A midpoint peg is a pegged order that uses the current mid-point price as its reference price. The mid-point is the average of the best bid and best offer across relevant market centers (the NBBO in U.S. markets).
As market quotes update, the pegged order’s reference price shifts to reflect the new mid-point, so the order stays centered around the prevailing mid-price and can trade against resting or incoming interest at or near that price. This type of order is typically passive and adjusts automatically instead of committing to the best bid or offer.

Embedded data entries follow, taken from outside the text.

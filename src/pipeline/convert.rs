use std::fs::{self, File};
use std::io::{BufWriter, Read, Write};
use std::path::Path;

use csv::StringRecord;
use rayon::prelude::*;
use tracing::{info, instrument, warn};

use crate::cleaner::Cleaner;
use crate::entities::{CleanRecord, PostRow, REQUIRED_COLUMNS};
use crate::pipeline::errors::PipelineError;
use crate::pipeline::source::read_input;

#[derive(Debug, Clone, Copy, Default, PartialEq, Eq)]
pub struct ConvertStats {
    pub written: usize,
    pub skipped: usize,
}

/// Converts a post export CSV into JSONL records with cleaned body text.
///
/// Missing required columns abort the run before anything is written. A row
/// that cannot be read is logged with its line number and skipped.
#[instrument(skip_all)]
pub fn convert_csv<R: Read, W: Write>(
    input: R,
    output: W,
    cleaner: &Cleaner,
) -> Result<ConvertStats, PipelineError> {
    let (reader, headers) = open_export(input)?;
    write_records(reader, &headers, output, cleaner)
}

/// File-to-file conversion. The output file is only created, or truncated,
/// once the export's header row has the required columns.
#[instrument(skip_all, fields(input = %input.display(), output = %output.display()))]
pub fn convert_file(
    input: &Path,
    output: &Path,
    cleaner: &Cleaner,
) -> Result<ConvertStats, PipelineError> {
    let text = read_input(input)?;
    let (reader, headers) = open_export(text.as_bytes())?;

    if let Some(parent) = output.parent().filter(|p| !p.as_os_str().is_empty()) {
        fs::create_dir_all(parent)?;
    }
    let file = BufWriter::new(File::create(output)?);
    write_records(reader, &headers, file, cleaner)
}

fn open_export<R: Read>(input: R) -> Result<(csv::Reader<R>, StringRecord), PipelineError> {
    let mut reader = csv::Reader::from_reader(input);
    let headers = reader.headers()?.clone();
    if headers.is_empty() {
        return Err(PipelineError::MissingHeader);
    }

    let missing: Vec<String> = REQUIRED_COLUMNS
        .iter()
        .filter(|column| !headers.iter().any(|h| h == **column))
        .map(|column| column.to_string())
        .collect();
    if !missing.is_empty() {
        return Err(PipelineError::MissingColumns(missing));
    }

    Ok((reader, headers))
}

fn write_records<R: Read, W: Write>(
    mut reader: csv::Reader<R>,
    headers: &StringRecord,
    mut output: W,
    cleaner: &Cleaner,
) -> Result<ConvertStats, PipelineError> {
    let mut rows = Vec::new();
    let mut skipped = 0;
    for result in reader.records() {
        let row = result.and_then(|record| record.deserialize::<PostRow>(Some(headers)));
        match row {
            Ok(row) => rows.push(row),
            Err(e) => {
                let line = e.position().map(|p| p.line());
                warn!(?line, error = %e, "skipping unreadable row");
                skipped += 1;
            }
        }
    }

    let records: Vec<CleanRecord> = rows
        .par_iter()
        .map(|row| CleanRecord::from_row(row, cleaner.clean_html(&row.content)))
        .collect();

    for record in &records {
        serde_json::to_writer(&mut output, record)?;
        output.write_all(b"\n")?;
    }
    output.flush()?;

    let stats = ConvertStats {
        written: records.len(),
        skipped,
    };
    info!(written = stats.written, skipped = stats.skipped, "csv conversion finished");
    Ok(stats)
}
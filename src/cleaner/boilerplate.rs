//! Editorial rules applied before an article is handed to generation.
//!
//! These target the blog's recurring furniture: related-article blocks,
//! reaction round-ups, tables of contents, store and embed title lines.

use crate::cleaner::errors::CleanerError;
use crate::cleaner::rules::{PatternRule, RuleKind, RuleSet};

pub fn section_rules() -> Vec<PatternRule> {
    vec![
        PatternRule::new(
            "related_articles",
            RuleKind::DropSection,
            r"^(?:関連記事|関連する記事|■関連記事)$",
        ),
        PatternRule::new(
            "overseas_reactions",
            RuleKind::DropSection,
            r"^(?:海外での\s*Twitter\s*の反応|海外の反応)$",
        )
        .case_insensitive(),
        PatternRule::new(
            "table_of_contents",
            RuleKind::DropSection,
            r"^(?:目次|この記事の目次)$",
        ),
    ]
}

pub fn line_rules() -> Vec<PatternRule> {
    vec![
        PatternRule::new("citation", RuleKind::DropLine, r"^引用元\s*[:：]"),
        PatternRule::new("amazon_listing", RuleKind::DropLine, r"^Amazon\s*\|").case_insensitive(),
        PatternRule::new(
            "amazon_store",
            RuleKind::DropLine,
            r"(?:通販\s*\|\s*Amazon|Amazon\s*で見る)$",
        )
        .case_insensitive(),
        PatternRule::new(
            "amazon_anchor_line",
            RuleKind::DropLine,
            r"^<a href=.*amazon\.co\.jp.*</a>$",
        )
        .case_insensitive(),
        PatternRule::new("youtube_title", RuleKind::DropLine, r"YouTube$").case_insensitive(),
        PatternRule::new("official_site", RuleKind::DropLine, r"^映画「.*?」公式サイト.*公開$"),
    ]
}

/// Removes the spaces markup leaves around the author's own handle.
pub fn mention_spacing_rule(handle: &str) -> Result<PatternRule, CleanerError> {
    let name = handle.trim().trim_start_matches('@');
    if name.is_empty() || name.chars().any(char::is_whitespace) {
        return Err(CleanerError::InvalidHandle(handle.to_string()));
    }
    Ok(PatternRule::new(
        "mention_spacing",
        RuleKind::StripSpan,
        format!(r"[ \t]*(@{})[ \t]*", regex::escape(name)),
    )
    .replace_with("$1"))
}

/// Standard rules followed by the editorial ones.
pub fn editorial_rules(base: &RuleSet, handle: Option<&str>) -> Result<RuleSet, CleanerError> {
    let mut rules = base.clone();
    rules.extend(&section_rules())?;
    rules.extend(&line_rules())?;
    if let Some(handle) = handle {
        rules.push(&mention_spacing_rule(handle)?)?;
    }
    Ok(rules)
}
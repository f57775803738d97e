use std::sync::LazyLock;

use regex::Regex;
use tracing::debug;

use crate::cleaner::rules::RuleSet;

static INLINE_WHITESPACE: LazyLock<Regex> = LazyLock::new(|| Regex::new(r"[ \t]+").unwrap());

/// Bound on strip passes when a rule has a replacement template, which may
/// never settle.
const MAX_STRIP_PASSES: usize = 8;

/// How each line of a paragraph is canonicalized.
#[derive(Debug, Clone, Copy, PartialEq, Eq, Default)]
pub enum LineMode {
    /// Strip leading and trailing whitespace only.
    #[default]
    Trim,
    /// Also collapse interior runs of spaces and tabs. Used for text flattened
    /// out of HTML, where source indentation leaks into the text nodes.
    Collapse,
}

/// Normalizes plain text into blank-line separated paragraphs.
pub fn normalize(raw_text: &str, rules: &RuleSet) -> String {
    normalize_with(raw_text, rules, LineMode::Trim)
}

pub fn normalize_with(raw_text: &str, rules: &RuleSet, mode: LineMode) -> String {
    let text = unify_line_endings(raw_text);

    let mut kept: Vec<String> = Vec::new();
    let mut drop_next = false;

    for paragraph in split_paragraphs(&text) {
        if drop_next {
            drop_next = false;
            continue;
        }

        // Reject on the original text: a paragraph holding both an affiliate
        // link and a shortcode goes away entirely.
        if let Some(rule) = rules.rejecting_rule(&paragraph) {
            debug!(rule = rule.name(), "dropping paragraph");
            continue;
        }

        let stripped = strip_settled(&paragraph, rules);
        let lines: Vec<String> = stripped
            .split('\n')
            .map(|line| clean_line(line, mode))
            .filter(|line| !line.is_empty() && !rules.drops_line(line))
            .collect();

        let Some(first) = lines.first() else {
            continue;
        };

        if let Some(rule) = rules.section_rule(first) {
            debug!(rule = rule.name(), "dropping section");
            drop_next = lines.len() == 1;
            continue;
        }

        // Stripping can splice a rejectable span together.
        let cleaned = lines.join("\n");
        if let Some(rule) = rules.rejecting_rule(&cleaned) {
            debug!(rule = rule.name(), "dropping paragraph after strip");
            continue;
        }

        kept.push(cleaned);
    }

    kept.join("\n\n")
}

fn unify_line_endings(text: &str) -> String {
    text.replace("\r\n", "\n").replace('\r', "\n")
}

/// Groups consecutive non-blank lines. Any run of blank or whitespace-only
/// lines, however long, is a single boundary.
fn split_paragraphs(text: &str) -> Vec<String> {
    let mut paragraphs = Vec::new();
    let mut current: Vec<&str> = Vec::new();

    for line in text.split('\n') {
        if line.trim().is_empty() {
            if !current.is_empty() {
                paragraphs.push(current.join("\n"));
                current.clear();
            }
        } else {
            current.push(line);
        }
    }

    if !current.is_empty() {
        paragraphs.push(current.join("\n"));
    }

    paragraphs
}

/// Strips until nothing changes, so a span hidden inside another span
/// cannot survive into the output. Deleting rules shrink the text on every
/// pass that changes it and always settle; only replacement rules are capped.
fn strip_settled(paragraph: &str, rules: &RuleSet) -> String {
    let bounded = !rules.strips_only_delete();
    let mut current = rules.strip_spans(paragraph);
    let mut passes = 1;
    while !bounded || passes < MAX_STRIP_PASSES {
        let next = rules.strip_spans(&current);
        if next == current {
            break;
        }
        current = next;
        passes += 1;
    }
    current
}

fn clean_line(line: &str, mode: LineMode) -> String {
    match mode {
        LineMode::Trim => line.trim().to_string(),
        LineMode::Collapse => INLINE_WHITESPACE.replace_all(line, " ").trim().to_string(),
    }
}
//! Small shared helpers.

use std::fmt;

/// Displays a byte slice as lowercase hex without allocating.
///
/// Used for rendering digests in log fields and tree dumps.
#[derive(Clone, Copy)]
pub struct HexKey<'a>(pub &'a [u8]);

impl fmt::Display for HexKey<'_> {
    fn fmt(&self, f: &mut fmt::Formatter<'_>) -> fmt::Result {
        self.0.iter().try_for_each(|byte| write!(f, "{byte:02x}"))
    }
}

impl fmt::Debug for HexKey<'_> {
    fn fmt(&self, f: &mut fmt::Formatter<'_>) -> fmt::Result {
        fmt::Display::fmt(self, f)
    }
}
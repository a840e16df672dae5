//! Test modules for the result-set cache.
//!
//! This module contains crate-level testing infrastructure:
//! - Tests for configuration loading and validation
//! - Tests for error types and reporting
//! - Property-based tests of the radix tree using proptest
//! - Shared strategies and fixtures

pub mod config_tests;

// Re-export commonly used testing tools to simplify imports in test modules
pub use test_utils::{key_strategy, keys_strategy, operations_strategy, Operation, TestFixture};
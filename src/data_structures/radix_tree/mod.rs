//! Radix Tree Implementation
//!
//! A compressed prefix tree over fixed-length byte keys. Chains of single-child
//! nodes are collapsed into one node holding a multi-byte label, so the node
//! count is bounded by the number of branch points rather than by total key
//! length.
//!
//! The key length is part of the type (`RadixTree<V, N>` stores `[u8; N]` keys),
//! so the typed API cannot be called with a key of the wrong length. Callers that
//! only hold a byte slice use the `*_slice` methods, which reject mismatched
//! lengths with [`RadixTreeError::KeyLengthMismatch`].
//!
//! # Example
//!
//! ```
//! use resultset_cache_lib::data_structures::RadixTree;
//!
//! let mut tree = RadixTree::<&str, 2>::new();
//! tree.insert(&[0xAA, 0x01], "a");
//! tree.insert(&[0xAA, 0x02], "b");
//!
//! assert_eq!(tree.find(&[0xAA, 0x01]), Some(&"a"));
//! assert_eq!(tree.find(&[0xAA, 0x03]), None);
//!
//! assert_eq!(tree.remove(&[0xAA, 0x01]), Some("a"));
//! assert_eq!(tree.len(), 1);
//! ```

mod error;
mod iter;
mod node;

use std::fmt;

use serde::Serialize;

use crate::utils::HexKey;

pub use error::{RadixTreeError, RadixTreeResult};
pub use iter::Iter;
use node::Node;

/// Structural statistics gathered by a full traversal.
#[derive(Debug, Clone, Copy, Default, PartialEq, Eq, Serialize)]
pub struct TreeStats {
    /// Number of stored keys.
    pub keys: usize,
    /// Number of nodes, root included.
    pub nodes: usize,
    /// Longest root-to-leaf path, in nodes below the root.
    pub max_depth: usize,
    /// Total bytes held in node labels.
    pub label_bytes: usize,
}

/// A compressed prefix tree mapping `[u8; N]` keys to values of type `V`.
///
/// The tree exclusively owns its nodes. Values are handed out by reference and
/// the node structure is never exposed. No operation locks: mutation requires
/// `&mut self`, and callers needing shared access provide their own exclusion.
pub struct RadixTree<V, const N: usize> {
    root: Node<V>,
    len: usize,
    nodes: usize,
}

Midpoint peg orders are offered on many U.S. equities and ETF venues as a way to participate in price discovery with reduced exposure to the spread. They can help manage the risk of adverse selection and minimize the amount of price improvement needed to trade, though execution is not guaranteed and depends on available liquidity at the mid-point and on routing and venue rules. In fast or thin markets, the mid-point may move without a matching trade, and the order may rest in the book or be re-priced as quotes update. Availability and exact behavior can vary by venue and instrument.
A midpoint peg order is placed on a U.S. equity venue; as the NBBO updates, the order’s reference price moves with the mid-point and may trade at that price if a counterparty is available.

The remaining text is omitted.